Copy out the entries below exactly as they stand, but only from the line containing "use bevy_ecs::observer::On;" through the line containing "at that moment.".
---- GIVEN DATA
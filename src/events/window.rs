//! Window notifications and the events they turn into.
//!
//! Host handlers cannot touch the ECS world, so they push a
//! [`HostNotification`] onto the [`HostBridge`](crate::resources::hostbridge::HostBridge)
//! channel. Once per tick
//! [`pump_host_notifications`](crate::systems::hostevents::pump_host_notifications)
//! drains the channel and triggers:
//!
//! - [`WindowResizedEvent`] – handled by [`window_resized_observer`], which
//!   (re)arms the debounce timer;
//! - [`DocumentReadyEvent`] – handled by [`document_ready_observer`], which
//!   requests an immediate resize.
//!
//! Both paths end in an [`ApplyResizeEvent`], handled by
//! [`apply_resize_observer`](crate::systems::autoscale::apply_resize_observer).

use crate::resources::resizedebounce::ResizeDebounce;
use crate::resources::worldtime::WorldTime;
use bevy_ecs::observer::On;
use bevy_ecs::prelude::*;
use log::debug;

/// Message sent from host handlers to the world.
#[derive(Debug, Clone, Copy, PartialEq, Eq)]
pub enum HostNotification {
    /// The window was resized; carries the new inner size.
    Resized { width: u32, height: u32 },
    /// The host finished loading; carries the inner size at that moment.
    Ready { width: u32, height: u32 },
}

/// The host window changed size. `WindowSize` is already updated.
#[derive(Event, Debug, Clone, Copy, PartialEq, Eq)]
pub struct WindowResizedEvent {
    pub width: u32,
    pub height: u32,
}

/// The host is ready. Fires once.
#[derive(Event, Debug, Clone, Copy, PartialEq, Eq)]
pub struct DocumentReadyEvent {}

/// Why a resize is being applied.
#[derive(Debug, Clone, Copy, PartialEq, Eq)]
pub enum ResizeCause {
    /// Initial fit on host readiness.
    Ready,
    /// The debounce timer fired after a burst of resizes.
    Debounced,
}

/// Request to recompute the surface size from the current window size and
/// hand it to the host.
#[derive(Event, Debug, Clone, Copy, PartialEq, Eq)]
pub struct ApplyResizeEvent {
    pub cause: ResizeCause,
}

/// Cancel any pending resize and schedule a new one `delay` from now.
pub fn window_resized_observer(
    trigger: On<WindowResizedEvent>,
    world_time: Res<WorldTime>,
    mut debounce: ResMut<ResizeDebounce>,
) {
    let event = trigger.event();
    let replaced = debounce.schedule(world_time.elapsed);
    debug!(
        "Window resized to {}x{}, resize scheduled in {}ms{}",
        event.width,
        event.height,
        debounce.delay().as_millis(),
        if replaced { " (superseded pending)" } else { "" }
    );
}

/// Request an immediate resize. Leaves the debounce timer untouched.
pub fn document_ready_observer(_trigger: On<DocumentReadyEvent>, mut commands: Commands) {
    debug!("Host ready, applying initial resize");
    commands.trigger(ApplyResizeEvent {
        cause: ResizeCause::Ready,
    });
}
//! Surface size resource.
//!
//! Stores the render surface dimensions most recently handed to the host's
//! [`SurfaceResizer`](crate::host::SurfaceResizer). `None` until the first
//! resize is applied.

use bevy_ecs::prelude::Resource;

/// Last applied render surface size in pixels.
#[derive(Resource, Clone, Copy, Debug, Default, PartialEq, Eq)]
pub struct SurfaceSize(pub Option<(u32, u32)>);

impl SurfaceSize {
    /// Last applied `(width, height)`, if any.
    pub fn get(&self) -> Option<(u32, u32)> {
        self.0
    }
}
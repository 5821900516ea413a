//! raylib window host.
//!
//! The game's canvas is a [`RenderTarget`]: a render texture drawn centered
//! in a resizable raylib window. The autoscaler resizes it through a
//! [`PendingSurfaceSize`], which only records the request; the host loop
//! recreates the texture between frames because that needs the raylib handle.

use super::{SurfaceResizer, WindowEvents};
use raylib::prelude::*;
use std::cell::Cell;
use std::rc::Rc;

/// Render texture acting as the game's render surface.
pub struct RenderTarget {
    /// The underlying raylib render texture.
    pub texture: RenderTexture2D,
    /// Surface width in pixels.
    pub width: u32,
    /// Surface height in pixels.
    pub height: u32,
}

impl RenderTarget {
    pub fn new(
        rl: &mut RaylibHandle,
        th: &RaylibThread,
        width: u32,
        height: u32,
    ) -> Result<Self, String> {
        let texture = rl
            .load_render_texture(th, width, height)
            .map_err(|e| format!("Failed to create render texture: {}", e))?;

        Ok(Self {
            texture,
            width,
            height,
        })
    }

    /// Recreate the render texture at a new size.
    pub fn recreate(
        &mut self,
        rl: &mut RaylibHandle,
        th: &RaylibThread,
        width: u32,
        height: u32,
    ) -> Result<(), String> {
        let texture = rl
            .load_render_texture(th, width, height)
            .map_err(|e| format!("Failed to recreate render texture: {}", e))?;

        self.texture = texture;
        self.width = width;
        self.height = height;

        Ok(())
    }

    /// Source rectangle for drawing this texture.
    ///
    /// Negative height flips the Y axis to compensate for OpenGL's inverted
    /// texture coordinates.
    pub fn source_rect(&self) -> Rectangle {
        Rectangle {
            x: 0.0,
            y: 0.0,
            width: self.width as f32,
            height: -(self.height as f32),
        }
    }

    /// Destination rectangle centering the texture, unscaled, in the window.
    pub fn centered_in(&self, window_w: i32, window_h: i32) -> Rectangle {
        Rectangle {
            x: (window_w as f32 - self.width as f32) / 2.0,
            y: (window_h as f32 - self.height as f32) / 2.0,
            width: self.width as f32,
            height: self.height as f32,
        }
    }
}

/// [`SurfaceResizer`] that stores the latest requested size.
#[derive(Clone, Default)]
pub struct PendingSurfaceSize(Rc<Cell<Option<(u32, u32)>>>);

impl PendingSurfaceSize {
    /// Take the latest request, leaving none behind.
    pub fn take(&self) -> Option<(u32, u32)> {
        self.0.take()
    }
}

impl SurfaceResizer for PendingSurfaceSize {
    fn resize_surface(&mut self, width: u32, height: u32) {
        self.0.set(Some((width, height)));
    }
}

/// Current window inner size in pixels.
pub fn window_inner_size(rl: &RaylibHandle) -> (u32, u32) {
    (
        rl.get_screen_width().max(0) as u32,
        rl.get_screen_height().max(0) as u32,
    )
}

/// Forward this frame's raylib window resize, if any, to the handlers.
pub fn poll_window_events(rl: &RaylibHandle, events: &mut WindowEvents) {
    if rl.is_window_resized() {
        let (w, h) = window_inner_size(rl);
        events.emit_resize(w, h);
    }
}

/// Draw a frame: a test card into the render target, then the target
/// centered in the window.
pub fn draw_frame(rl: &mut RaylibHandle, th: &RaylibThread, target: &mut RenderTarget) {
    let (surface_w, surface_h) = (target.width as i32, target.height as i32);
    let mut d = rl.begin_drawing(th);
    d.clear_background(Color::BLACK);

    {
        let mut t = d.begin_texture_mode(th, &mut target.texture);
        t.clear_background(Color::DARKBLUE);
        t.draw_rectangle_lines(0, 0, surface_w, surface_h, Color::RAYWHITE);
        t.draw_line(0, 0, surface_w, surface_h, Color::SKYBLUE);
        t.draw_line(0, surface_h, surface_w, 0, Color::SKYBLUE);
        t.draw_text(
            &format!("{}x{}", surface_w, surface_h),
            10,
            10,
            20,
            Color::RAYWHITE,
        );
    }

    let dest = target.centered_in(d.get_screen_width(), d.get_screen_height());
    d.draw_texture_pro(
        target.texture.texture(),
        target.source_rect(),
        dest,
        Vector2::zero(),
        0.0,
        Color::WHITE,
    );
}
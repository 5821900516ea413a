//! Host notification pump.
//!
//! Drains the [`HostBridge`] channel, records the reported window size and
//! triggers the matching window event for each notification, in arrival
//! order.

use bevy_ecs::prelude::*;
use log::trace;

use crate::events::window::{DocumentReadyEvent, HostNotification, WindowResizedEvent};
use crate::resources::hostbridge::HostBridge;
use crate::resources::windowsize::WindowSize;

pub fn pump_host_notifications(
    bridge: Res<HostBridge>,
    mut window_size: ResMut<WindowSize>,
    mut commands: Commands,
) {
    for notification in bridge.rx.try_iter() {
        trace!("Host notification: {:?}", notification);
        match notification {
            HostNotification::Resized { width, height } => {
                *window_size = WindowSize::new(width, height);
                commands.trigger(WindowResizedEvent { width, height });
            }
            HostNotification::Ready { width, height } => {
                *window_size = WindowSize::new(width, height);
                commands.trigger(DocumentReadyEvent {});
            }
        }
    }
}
--------
---- GIVEN DATA
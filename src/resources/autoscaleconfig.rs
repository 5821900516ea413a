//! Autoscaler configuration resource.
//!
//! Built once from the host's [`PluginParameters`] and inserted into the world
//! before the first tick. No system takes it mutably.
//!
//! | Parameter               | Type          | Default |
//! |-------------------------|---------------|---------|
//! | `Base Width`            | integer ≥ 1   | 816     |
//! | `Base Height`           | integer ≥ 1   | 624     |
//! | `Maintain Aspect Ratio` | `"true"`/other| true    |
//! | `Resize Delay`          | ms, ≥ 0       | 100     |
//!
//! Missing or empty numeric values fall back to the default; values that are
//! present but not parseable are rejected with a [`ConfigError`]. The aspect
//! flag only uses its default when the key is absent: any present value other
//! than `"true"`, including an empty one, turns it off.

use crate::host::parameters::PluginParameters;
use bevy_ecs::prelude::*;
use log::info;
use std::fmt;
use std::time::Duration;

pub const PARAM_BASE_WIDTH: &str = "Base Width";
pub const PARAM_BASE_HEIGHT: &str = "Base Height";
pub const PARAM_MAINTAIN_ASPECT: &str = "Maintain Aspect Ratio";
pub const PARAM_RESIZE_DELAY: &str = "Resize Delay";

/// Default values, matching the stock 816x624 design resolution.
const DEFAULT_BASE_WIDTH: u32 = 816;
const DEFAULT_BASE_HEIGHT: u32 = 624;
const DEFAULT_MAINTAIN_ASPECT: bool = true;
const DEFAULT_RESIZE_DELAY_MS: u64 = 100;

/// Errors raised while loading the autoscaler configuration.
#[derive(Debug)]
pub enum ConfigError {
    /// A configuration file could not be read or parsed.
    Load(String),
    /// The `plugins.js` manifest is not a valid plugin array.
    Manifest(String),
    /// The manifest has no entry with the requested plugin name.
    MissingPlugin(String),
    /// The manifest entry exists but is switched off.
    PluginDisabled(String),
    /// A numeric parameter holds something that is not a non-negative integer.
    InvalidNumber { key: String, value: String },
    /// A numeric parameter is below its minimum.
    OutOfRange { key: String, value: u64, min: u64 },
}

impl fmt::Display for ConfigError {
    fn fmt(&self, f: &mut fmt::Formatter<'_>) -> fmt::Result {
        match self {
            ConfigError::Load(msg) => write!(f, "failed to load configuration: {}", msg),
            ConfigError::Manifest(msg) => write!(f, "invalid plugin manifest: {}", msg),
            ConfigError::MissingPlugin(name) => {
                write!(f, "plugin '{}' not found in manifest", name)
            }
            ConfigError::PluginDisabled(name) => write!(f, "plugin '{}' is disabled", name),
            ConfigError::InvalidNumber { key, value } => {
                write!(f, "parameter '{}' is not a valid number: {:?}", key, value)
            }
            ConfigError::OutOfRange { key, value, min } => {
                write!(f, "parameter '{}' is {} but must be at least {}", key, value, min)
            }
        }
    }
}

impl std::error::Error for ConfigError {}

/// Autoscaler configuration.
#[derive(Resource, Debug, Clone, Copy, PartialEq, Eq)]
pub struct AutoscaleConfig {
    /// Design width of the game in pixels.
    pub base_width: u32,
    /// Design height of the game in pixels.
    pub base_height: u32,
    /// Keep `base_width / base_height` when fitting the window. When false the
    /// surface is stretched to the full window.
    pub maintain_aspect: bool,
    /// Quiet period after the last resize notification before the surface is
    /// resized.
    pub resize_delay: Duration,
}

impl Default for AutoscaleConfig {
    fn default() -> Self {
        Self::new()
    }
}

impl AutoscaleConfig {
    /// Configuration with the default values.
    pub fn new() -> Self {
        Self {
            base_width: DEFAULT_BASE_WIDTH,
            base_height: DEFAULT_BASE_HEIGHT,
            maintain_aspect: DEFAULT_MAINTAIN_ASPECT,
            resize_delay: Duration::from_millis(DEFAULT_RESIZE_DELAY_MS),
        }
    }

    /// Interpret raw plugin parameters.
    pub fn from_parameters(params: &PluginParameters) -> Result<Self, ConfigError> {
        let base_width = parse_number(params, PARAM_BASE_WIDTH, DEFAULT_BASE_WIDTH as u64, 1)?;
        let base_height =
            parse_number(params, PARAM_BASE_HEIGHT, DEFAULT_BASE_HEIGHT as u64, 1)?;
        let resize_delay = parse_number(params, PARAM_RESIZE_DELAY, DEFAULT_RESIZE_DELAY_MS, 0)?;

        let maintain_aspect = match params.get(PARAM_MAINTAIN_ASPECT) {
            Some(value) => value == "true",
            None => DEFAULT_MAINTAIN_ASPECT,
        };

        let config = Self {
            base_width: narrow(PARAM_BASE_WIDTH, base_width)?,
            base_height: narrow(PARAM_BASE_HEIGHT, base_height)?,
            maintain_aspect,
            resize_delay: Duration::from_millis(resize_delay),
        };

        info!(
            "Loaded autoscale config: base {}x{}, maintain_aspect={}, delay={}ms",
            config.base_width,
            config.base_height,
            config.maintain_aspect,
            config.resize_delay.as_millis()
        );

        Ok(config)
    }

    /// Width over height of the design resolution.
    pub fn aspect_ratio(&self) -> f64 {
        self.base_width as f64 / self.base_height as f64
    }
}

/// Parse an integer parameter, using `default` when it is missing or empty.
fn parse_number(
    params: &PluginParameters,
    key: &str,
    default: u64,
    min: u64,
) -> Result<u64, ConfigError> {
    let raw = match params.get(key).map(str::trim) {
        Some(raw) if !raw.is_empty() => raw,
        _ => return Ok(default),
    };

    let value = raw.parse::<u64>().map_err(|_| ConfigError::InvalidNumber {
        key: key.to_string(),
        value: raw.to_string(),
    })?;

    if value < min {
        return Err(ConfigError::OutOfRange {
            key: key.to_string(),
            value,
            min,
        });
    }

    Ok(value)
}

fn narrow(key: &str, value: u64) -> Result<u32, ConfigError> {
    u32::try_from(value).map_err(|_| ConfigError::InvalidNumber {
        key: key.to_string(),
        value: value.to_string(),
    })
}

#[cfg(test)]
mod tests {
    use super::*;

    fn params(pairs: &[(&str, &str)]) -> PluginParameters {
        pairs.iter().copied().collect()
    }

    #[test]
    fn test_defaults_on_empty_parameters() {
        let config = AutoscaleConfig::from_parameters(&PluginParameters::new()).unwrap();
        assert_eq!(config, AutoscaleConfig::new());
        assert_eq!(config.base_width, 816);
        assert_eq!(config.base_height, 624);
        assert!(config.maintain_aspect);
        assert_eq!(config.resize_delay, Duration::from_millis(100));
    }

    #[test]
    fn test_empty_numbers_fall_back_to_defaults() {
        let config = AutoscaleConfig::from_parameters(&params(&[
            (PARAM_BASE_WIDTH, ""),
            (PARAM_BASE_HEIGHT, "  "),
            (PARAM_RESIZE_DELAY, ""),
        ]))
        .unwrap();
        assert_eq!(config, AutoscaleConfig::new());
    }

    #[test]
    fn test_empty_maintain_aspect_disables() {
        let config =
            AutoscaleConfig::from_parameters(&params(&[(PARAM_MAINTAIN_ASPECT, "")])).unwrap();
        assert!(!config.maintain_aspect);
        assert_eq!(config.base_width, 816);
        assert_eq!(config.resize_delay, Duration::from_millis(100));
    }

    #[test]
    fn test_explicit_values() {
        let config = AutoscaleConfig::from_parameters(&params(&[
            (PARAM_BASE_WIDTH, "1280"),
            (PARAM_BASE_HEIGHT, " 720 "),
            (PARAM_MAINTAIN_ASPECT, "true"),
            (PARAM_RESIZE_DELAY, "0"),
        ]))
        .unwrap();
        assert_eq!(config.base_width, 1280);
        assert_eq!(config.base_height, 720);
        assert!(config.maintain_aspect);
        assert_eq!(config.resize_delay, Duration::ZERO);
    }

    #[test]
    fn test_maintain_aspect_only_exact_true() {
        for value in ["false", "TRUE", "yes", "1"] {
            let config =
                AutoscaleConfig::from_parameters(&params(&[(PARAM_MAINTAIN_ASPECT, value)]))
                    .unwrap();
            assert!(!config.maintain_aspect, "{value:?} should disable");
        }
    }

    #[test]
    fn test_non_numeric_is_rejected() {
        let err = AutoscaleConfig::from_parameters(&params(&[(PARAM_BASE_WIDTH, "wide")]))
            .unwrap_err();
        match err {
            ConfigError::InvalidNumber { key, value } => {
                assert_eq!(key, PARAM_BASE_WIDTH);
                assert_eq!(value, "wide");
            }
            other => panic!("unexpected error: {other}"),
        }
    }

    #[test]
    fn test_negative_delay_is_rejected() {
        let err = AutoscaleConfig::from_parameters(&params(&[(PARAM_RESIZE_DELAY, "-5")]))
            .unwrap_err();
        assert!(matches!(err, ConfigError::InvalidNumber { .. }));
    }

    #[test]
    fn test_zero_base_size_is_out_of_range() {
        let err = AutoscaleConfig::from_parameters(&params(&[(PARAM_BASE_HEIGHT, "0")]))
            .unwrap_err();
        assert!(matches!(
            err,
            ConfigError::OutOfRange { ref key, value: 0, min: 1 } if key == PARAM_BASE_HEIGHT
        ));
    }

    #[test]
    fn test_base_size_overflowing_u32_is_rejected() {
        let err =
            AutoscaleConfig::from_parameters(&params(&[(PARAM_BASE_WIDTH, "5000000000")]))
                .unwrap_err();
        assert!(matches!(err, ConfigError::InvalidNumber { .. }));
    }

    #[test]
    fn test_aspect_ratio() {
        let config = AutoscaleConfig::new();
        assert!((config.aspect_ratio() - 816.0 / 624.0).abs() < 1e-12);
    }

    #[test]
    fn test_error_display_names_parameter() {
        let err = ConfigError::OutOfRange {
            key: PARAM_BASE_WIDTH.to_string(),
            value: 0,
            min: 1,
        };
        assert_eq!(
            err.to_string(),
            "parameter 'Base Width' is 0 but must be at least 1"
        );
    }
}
--------
---- GIVEN DATA
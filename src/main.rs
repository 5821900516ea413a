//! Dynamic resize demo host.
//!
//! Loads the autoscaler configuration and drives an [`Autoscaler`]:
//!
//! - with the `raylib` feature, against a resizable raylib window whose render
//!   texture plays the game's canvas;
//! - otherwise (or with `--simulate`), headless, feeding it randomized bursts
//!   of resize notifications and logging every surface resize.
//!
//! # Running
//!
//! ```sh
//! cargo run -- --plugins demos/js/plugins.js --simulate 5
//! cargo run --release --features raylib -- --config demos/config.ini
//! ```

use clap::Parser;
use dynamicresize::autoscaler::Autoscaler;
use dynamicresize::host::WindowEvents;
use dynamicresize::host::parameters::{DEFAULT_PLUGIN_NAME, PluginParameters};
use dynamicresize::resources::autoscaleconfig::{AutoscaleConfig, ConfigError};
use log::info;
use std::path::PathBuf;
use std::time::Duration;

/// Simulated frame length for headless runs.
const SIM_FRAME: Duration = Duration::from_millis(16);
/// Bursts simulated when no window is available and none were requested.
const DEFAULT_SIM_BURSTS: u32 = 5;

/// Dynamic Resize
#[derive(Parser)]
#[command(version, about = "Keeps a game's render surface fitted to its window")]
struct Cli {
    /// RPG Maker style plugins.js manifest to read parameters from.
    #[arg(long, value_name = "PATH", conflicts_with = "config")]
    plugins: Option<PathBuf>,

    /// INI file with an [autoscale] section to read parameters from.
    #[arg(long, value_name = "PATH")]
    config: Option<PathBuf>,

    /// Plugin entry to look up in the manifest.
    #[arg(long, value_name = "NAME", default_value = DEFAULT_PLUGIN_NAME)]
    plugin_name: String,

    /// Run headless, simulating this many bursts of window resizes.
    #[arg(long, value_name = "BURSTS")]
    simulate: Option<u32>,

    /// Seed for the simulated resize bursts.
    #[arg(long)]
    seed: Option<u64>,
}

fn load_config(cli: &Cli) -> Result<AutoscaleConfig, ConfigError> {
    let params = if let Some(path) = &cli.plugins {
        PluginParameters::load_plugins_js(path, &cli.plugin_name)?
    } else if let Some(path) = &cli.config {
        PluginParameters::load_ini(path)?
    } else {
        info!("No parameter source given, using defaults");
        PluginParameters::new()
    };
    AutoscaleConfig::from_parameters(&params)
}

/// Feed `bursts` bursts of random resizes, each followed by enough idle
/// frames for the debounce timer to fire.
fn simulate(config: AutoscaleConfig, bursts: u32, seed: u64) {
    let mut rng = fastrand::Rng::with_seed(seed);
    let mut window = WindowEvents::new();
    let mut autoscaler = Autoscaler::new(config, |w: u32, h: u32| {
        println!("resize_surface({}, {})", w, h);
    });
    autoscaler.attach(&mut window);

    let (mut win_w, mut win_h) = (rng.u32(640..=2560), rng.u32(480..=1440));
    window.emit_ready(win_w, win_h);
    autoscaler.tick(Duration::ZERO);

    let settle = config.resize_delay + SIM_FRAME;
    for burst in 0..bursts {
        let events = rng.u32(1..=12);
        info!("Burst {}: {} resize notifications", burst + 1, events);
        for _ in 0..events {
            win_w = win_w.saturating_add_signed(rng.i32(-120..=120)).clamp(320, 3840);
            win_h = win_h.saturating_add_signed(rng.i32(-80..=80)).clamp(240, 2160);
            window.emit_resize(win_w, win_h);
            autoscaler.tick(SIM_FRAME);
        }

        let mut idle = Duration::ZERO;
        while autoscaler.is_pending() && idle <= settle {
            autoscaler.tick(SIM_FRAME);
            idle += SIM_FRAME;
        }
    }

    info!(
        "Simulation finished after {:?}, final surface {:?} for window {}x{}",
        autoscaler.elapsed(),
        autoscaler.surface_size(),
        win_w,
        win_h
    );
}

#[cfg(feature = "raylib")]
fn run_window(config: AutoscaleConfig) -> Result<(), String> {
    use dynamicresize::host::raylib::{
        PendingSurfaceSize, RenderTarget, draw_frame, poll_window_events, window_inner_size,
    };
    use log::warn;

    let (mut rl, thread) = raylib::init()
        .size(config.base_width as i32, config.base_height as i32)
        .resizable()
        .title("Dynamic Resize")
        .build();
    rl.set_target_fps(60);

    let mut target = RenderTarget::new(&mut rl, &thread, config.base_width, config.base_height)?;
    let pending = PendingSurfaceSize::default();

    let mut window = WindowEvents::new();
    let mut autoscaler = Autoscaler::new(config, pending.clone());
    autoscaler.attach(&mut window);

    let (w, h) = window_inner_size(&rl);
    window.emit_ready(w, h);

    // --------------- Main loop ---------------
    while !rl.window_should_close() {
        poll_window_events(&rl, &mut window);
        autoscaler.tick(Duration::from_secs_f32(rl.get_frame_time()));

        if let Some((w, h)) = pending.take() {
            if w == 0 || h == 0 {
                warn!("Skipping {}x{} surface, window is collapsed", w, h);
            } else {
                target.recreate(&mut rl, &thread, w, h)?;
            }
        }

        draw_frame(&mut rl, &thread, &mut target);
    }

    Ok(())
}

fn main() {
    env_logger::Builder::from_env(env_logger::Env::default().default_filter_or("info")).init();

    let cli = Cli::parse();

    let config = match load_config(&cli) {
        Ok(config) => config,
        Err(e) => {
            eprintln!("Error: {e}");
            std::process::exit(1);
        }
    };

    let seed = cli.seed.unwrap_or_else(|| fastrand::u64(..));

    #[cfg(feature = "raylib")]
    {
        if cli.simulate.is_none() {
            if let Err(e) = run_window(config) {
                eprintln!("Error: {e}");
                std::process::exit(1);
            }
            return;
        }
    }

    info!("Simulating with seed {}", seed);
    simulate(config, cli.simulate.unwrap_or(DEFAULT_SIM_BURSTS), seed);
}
--------
▶ _TASK RESULT_:
use bevy_ecs::observer::On;
use bevy_ecs::prelude::*;
use log::debug;

/// Message sent from host handlers to the world.
#[derive(Debug, Clone, Copy, PartialEq, Eq)]
pub enum HostNotification {
    /// The window was resized; carries the new inner size.
    Resized { width: u32, height: u32 },
    /// The host finished loading; carries the inner size at that moment.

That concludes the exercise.